Nine years ago, in a growing awareness of the problem of elder abuse, the California Legislature enacted the Elder Adult and Dependent Adult Civil Protection Act (EADACPA, or the Elder Abuse Act) to help protect elders and dependent adults from physical abuse, financial abuse, and neglect. Welf & I C 15600 et seq. These statutes, added to existing procedures for reporting elder abuse to enforcement authorities, were meant to help interested persons hire lawyers on behalf of elderly or dependent adults. However, these protections have remained unfamiliar to many lawyers.

Under the Elder Abuse Act, a dependent adult is any California resident between the ages of 18 and 64 who has physical or mental limitations that restrict the ability to carry out normal activities or to protect his or her rights, or who is an inpatient at a 24-hour health care facility. Welf & I C 15610.23. Abuse is defined broadly: It can mean physical abuse, neglect, financial abuse, abandonment, isolation, abduction, or other treatment resulting in physical harm or pain or mental suffering, or it can mean a care custodian's deprivation of goods or services that are necessary to avoid physical harm or mental suffering. Welf & I C 15610.07. Physical abuse is defined to include unreasonable physical constraint, or prolonged or continual deprivation of food or water. Welf & I C 15610.63. Financial abuse includes a situation in which a person or entity takes, secrets, appropriates, or retains the money or property of an elder or a dependent person for wrongful use, with intent to defraud, or in bad faith. Welf & I C 15610.30. Potential defendants thus include banks, trust and insurance companies, lenders, and financial planners. Neglect includes the negligent failure by any caretaker to exercise the degree of care that a reasonable person would exercise, including assistance in personal hygiene; provision of food, clothing, shelter, and medical care; and protection from health and safety hazards.
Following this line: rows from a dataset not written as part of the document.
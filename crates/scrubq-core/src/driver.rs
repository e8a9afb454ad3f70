//! The node's periodic scrub tick.

use serde::Serialize;

use crate::attempt::{AttemptOutcome, ScrubInitiator, ScrubPreconds};
use crate::queue::ScrubQueue;

/// What one tick did.
#[derive(Debug, Clone, Copy, PartialEq, Eq, Serialize)]
#[serde(tag = "tick", rename_all = "snake_case")]
pub enum TickOutcome {
    /// All scrub slots are taken; selection skipped.
    NoSlots,
    /// Another shard is still negotiating replica reservations; selection skipped.
    ReservationInProgress,
    /// A selection pass ran.
    Attempted {
        outcome: AttemptOutcome,
        preconds: ScrubPreconds,
    },
}

impl TickOutcome {
    pub fn started(&self) -> bool {
        matches!(
            self,
            TickOutcome::Attempted {
                outcome: AttemptOutcome::Started,
                ..
            }
        )
    }
}

/// One scheduling tick: skip cheaply when no scrub could start, otherwise
/// run a selection pass.
pub fn run_tick(
    queue: &ScrubQueue,
    initiator: &dyn ScrubInitiator,
    allow_requested_repair_only: bool,
) -> TickOutcome {
    if !queue.resources().can_start() {
        tracing::trace!("scrub tick: no free slots");
        return TickOutcome::NoSlots;
    }

    if queue.is_reserving_now() {
        tracing::debug!("scrub tick: a shard is reserving replicas; not starting another");
        return TickOutcome::ReservationInProgress;
    }

    let mut preconds = ScrubPreconds {
        allow_requested_repair_only,
        ..ScrubPreconds::default()
    };
    let outcome = queue.select_and_start(initiator, &mut preconds);
    TickOutcome::Attempted { outcome, preconds }
}
//! Tests for the run subcommand.

use super::parse;
use crate::cli::{Cli, CliCommand};
use clap::Parser;

#[test]
fn cli_parse_run_defaults() {
    match parse(&["scrubq", "run"]) {
        CliCommand::Run {
            shards,
            ticks,
            replica_failure_pct,
        } => {
            assert_eq!(shards, 8);
            assert_eq!(ticks, 30);
            assert_eq!(replica_failure_pct, 10);
        }
        _ => panic!("expected Run"),
    }
}

#[test]
fn cli_parse_run_with_options() {
    match parse(&[
        "scrubq",
        "run",
        "--shards",
        "64",
        "--ticks",
        "5",
        "--replica-failure-pct",
        "100",
    ]) {
        CliCommand::Run {
            shards,
            ticks,
            replica_failure_pct,
        } => {
            assert_eq!(shards, 64);
            assert_eq!(ticks, 5);
            assert_eq!(replica_failure_pct, 100);
        }
        _ => panic!("expected Run with options"),
    }
}

#[test]
fn cli_parse_run_rejects_failure_pct_over_100() {
    assert!(Cli::try_parse_from(["scrubq", "run", "--replica-failure-pct", "101"]).is_err());
}

#[test]
fn cli_parse_run_rejects_negative_shards() {
    assert!(Cli::try_parse_from(["scrubq", "run", "--shards", "-1"]).is_err());
}
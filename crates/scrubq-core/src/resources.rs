//! Node-wide scrub slot accounting.
//!
//! A scrub occupies one slot on every node taking part: a *local* slot on the
//! primary that drives it and a *remote* slot on each replica. Both kinds draw
//! from the same `max_scrubs` budget so total scrub concurrency on a node stays
//! bounded. The counters have their own lock, never taken while the queue lock
//! is held.

use parking_lot::Mutex;
use serde::Serialize;

#[derive(Debug, Default)]
struct Slots {
    local: i32,
    remote: i32,
}

/// Reservation counts for diagnostics.
#[derive(Debug, Clone, Copy, PartialEq, Eq, Serialize)]
pub struct ReservationSnapshot {
    pub scrubs_local: i32,
    pub scrubs_remote: i32,
    pub max_scrubs: i32,
}

/// Shared scrub slot budget.
#[derive(Debug)]
pub struct ResourceGate {
    max_scrubs: i32,
    slots: Mutex<Slots>,
}

impl ResourceGate {
    pub fn new(max_scrubs: u32) -> Self {
        Self {
            max_scrubs: i32::try_from(max_scrubs).unwrap_or(i32::MAX),
            slots: Mutex::new(Slots::default()),
        }
    }

    pub fn max_scrubs(&self) -> i32 {
        self.max_scrubs
    }

    /// True if another scrub (of either kind) would fit.
    pub fn can_start(&self) -> bool {
        let slots = self.slots.lock();
        let ok = slots.local + slots.remote < self.max_scrubs;
        if !ok {
            tracing::trace!(
                local = slots.local,
                remote = slots.remote,
                max = self.max_scrubs,
                "no scrub slots free"
            );
        }
        ok
    }

    /// Reserve a slot for a scrub this node drives. False (and no change) if full.
    pub fn try_acquire_local(&self) -> bool {
        self.try_acquire(|slots| &mut slots.local, "local")
    }

    /// Reserve a slot on behalf of a remote primary. False (and no change) if full.
    pub fn try_acquire_remote(&self) -> bool {
        self.try_acquire(|slots| &mut slots.remote, "remote")
    }

    /// Return a local slot.
    ///
    /// # Panics
    /// If no local slot is held: the counters are corrupt.
    pub fn release_local(&self) {
        self.release(|slots| &mut slots.local, "local");
    }

    /// Return a remote slot.
    ///
    /// # Panics
    /// If no remote slot is held: the counters are corrupt.
    pub fn release_remote(&self) {
        self.release(|slots| &mut slots.remote, "remote");
    }

    pub fn snapshot(&self) -> ReservationSnapshot {
        let slots = self.slots.lock();
        ReservationSnapshot {
            scrubs_local: slots.local,
            scrubs_remote: slots.remote,
            max_scrubs: self.max_scrubs,
        }
    }

    fn try_acquire(&self, counter: impl FnOnce(&mut Slots) -> &mut i32, kind: &str) -> bool {
        let mut slots = self.slots.lock();
        let (local, remote) = (slots.local, slots.remote);
        if local + remote >= self.max_scrubs {
            tracing::trace!(kind, local, remote, max = self.max_scrubs, "slot reservation refused");
            return false;
        }
        let n = counter(&mut *slots);
        *n += 1;
        tracing::trace!(kind, now = *n, "slot reserved");
        true
    }

    fn release(&self, counter: impl FnOnce(&mut Slots) -> &mut i32, kind: &str) {
        let mut slots = self.slots.lock();
        let n = counter(&mut *slots);
        *n -= 1;
        let now = *n;
        assert!(now >= 0, "{kind} scrub slot count went negative ({now})");
        tracing::trace!(kind, now, "slot released");
    }
}

#[cfg(test)]
mod tests {
    use super::*;
    use std::sync::Arc;

    #[test]
    fn local_and_remote_share_budget() {
        let gate = ResourceGate::new(2);
        assert!(gate.can_start());
        assert!(gate.try_acquire_local());
        assert!(gate.try_acquire_local());
        assert!(!gate.can_start());
        assert!(!gate.try_acquire_local());
        assert!(!gate.try_acquire_remote());
        assert_eq!(
            gate.snapshot(),
            ReservationSnapshot {
                scrubs_local: 2,
                scrubs_remote: 0,
                max_scrubs: 2
            }
        );

        gate.release_local();
        assert!(gate.try_acquire_remote());
        assert_eq!(gate.snapshot().scrubs_local, 1);
        assert_eq!(gate.snapshot().scrubs_remote, 1);
    }

    #[test]
    #[should_panic(expected = "went negative")]
    fn releasing_unheld_slot_is_fatal() {
        let gate = ResourceGate::new(1);
        gate.release_remote();
    }

    #[test]
    fn concurrent_acquire_never_exceeds_budget() {
        let gate = Arc::new(ResourceGate::new(3));
        let handles: Vec<_> = (0..8)
            .map(|i| {
                let gate = Arc::clone(&gate);
                std::thread::spawn(move || {
                    for _ in 0..1_000 {
                        let acquired = if i % 2 == 0 {
                            gate.try_acquire_local()
                        } else {
                            gate.try_acquire_remote()
                        };
                        let snap = gate.snapshot();
                        assert!(snap.scrubs_local >= 0 && snap.scrubs_remote >= 0);
                        assert!(snap.scrubs_local + snap.scrubs_remote <= 3);
                        if acquired {
                            if i % 2 == 0 {
                                gate.release_local();
                            } else {
                                gate.release_remote();
                            }
                        }
                    }
                })
            })
            .collect();
        for h in handles {
            h.join().unwrap();
        }
        let snap = gate.snapshot();
        assert_eq!((snap.scrubs_local, snap.scrubs_remote), (0, 0));
    }
}
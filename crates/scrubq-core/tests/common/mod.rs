//! Shared fixtures for the scheduling integration tests.

#![allow(dead_code)]

use std::collections::HashMap;
use std::sync::Arc;
use std::time::{Duration, SystemTime, UNIX_EPOCH};

use parking_lot::Mutex;
use scrubq_core::config::ScrubConfig;
use scrubq_core::env::ManualEnv;
use scrubq_core::{AttemptOutcome, ScrubInitiator, ScrubJobRef, ScrubQueue, ShardId};

pub fn t0() -> SystemTime {
    UNIX_EPOCH + Duration::from_secs(1_800_000_000)
}

/// Config with no jitter and no default deadline, so target times are exact.
pub fn exact_config() -> ScrubConfig {
    ScrubConfig {
        min_interval_secs: 60.0,
        max_interval_secs: 0.0,
        interval_randomize_ratio: 0.0,
        sleep_secs: 2.0,
        penalty_grace_secs: 300.0,
        max_scrubs: 2,
        ..ScrubConfig::default()
    }
}

pub fn queue_at(start: SystemTime, cfg: &ScrubConfig) -> (Arc<ManualEnv>, ScrubQueue) {
    let env = Arc::new(ManualEnv::new(start, 8));
    let queue = ScrubQueue::new(3, cfg, env.clone());
    (env, queue)
}

/// Initiator that answers from a per-shard script and records every call.
/// Shards without a script entry answer `default`.
pub struct ScriptedInitiator {
    default: AttemptOutcome,
    script: Mutex<HashMap<ShardId, AttemptOutcome>>,
    calls: Mutex<Vec<(ShardId, bool)>>,
}

impl ScriptedInitiator {
    pub fn new(default: AttemptOutcome) -> Self {
        Self {
            default,
            script: Mutex::new(HashMap::new()),
            calls: Mutex::new(Vec::new()),
        }
    }

    pub fn answer(&self, job: &ScrubJobRef, outcome: AttemptOutcome) {
        self.script.lock().insert(job.shard(), outcome);
    }

    pub fn calls(&self) -> Vec<(ShardId, bool)> {
        self.calls.lock().clone()
    }

    pub fn shards_called(&self) -> Vec<ShardId> {
        self.calls.lock().iter().map(|(s, _)| *s).collect()
    }

    pub fn take_calls(&self) -> Vec<ShardId> {
        std::mem::take(&mut *self.calls.lock())
            .into_iter()
            .map(|(s, _)| s)
            .collect()
    }
}

impl ScrubInitiator for ScriptedInitiator {
    fn initiate_scrub(&self, shard: ShardId, repair_only: bool) -> AttemptOutcome {
        self.calls.lock().push((shard, repair_only));
        self.script.lock().get(&shard).copied().unwrap_or(self.default)
    }
}
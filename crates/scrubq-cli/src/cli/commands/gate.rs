//! `scrubq gate` – evaluate the clock and load gates for this host, now.

use anyhow::Result;
use scrubq_core::config::ScrubConfig;
use scrubq_core::env::{NodeEnv, OsEnv};
use scrubq_core::gate::ClockLoadGate;
use std::sync::Arc;

fn yes_no(v: bool) -> &'static str {
    if v {
        "yes"
    } else {
        "no"
    }
}

pub fn run_gate(cfg: &ScrubConfig) -> Result<()> {
    let env: Arc<dyn NodeEnv> = Arc::new(OsEnv);
    let gate = ClockLoadGate::new(cfg, Arc::clone(&env));
    let now = env.now();

    let loads = env
        .load_averages()
        .map(|[l1, l5, l15]| format!("{l1:.2} {l5:.2} {l15:.2}"))
        .unwrap_or_else(|| "-".to_string());

    println!("{:<16} {}", "time permit:", yes_no(gate.time_permit(now)));
    println!("{:<16} {}", "load permit:", yes_no(gate.load_below_threshold()));
    println!("{:<16} {}", "load averages:", loads);
    println!("{:<16} {}", "cpus:", env.cpu_count());
    println!("{:<16} {:.2}", "daily load:", gate.daily_load_average());
    println!("{:<16} {:?}", "sleep interval:", gate.sleep_interval(false));
    Ok(())
}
Welf & I C 15610.57. For example, a physician who conceals a patient's severe bedsores and opposes medically necessary hospitalization commits elder abuse. Mack v Soung (2000) 80 CA4th 966.

If the plaintiff proves by clear and convincing evidence that a defendant is guilty of recklessness, oppression, fraud, or malice in abusing an elder or dependent adult, the court will award attorneys fees, costs, and damages for pain and suffering. Costs include reasonable fees for a conservator's services devoted to litigating the claim. Welf & I C 15657(a). The court must consider all relevant factors, including the value of the abuse-related litigation in terms of the quality of life of the elder or dependent adult, the results obtained, whether the defendant took reasonable and timely steps to determine the likelihood and extent of liability, and the reasonableness and timeliness of any written settlement offer. Welf & I C 15657.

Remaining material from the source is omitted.